At one point, Davidson jokes about Rodgers’ relationship with insurance company State Farm going south. And flipping the script, life appears to be imitating art.

Rodgers has been a State Farm pitchman since 2011, and while the company is staying as corporate-neutral is it can responding to Rodgers’ statements (they “don’t support some of the statements that he has made”, but “respect his right to have his own personal point of view”), televisions are telling a much different story.

The number of State Farm ads featuring Rodgers took a dramatic nosedive over the weekend, with the player only appearing in 1.5% of the roughly 400 spots the company aired on Sunday. That’s down from 25% the previous two Sundays, reports Apex Marketing, which tracks national ad buying.
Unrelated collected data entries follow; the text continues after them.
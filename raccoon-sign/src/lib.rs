pub mod params;
pub mod masking;
pub mod bounds;
pub mod sign;
pub mod codec;
pub mod kat_drbg;

use thiserror::Error;

/// Errors surfaced by the serialization layer. Verification itself reports
/// only a boolean; the reason is never exposed to callers.
#[derive(Debug, Error, PartialEq, Eq)]
pub enum RaccError {
    /// Serialized input is too short for the parameter set.
    #[error("serialized input too short")]
    InvalidLength,
    /// Infinity or scaled-L2 bound exceeded.
    #[error("signature bounds exceeded")]
    BoundsFail,
    /// Recomputed challenge hash does not match the signature.
    #[error("challenge hash mismatch")]
    BadChallenge,
}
“Our monitoring indicates that this wasn’t a planned reduction and more reactionary because there wasn’t any new significant ads put in its place,” said Apex president Eric Smallwood in a statement.

Instead, State Farm has been relying on ads featuring Kansas City Chiefs quarterback Patrick Mahomes.

Adding to Rodgers’ troubles is news that Green Bay, Wisconsin-based Previa Health has ended their relationship for good. Rodgers had been a spokesperson for the company since 2012.

“Prevea Health remains deeply committed to protecting its patients, staff, providers and communities amidst the COVID-19 pandemic,” the company wrote in a statement. “This includes encouraging and helping all eligible populations to become vaccinated against COVID-19 to prevent the virus from further significantly impacting lives and livelihoods.”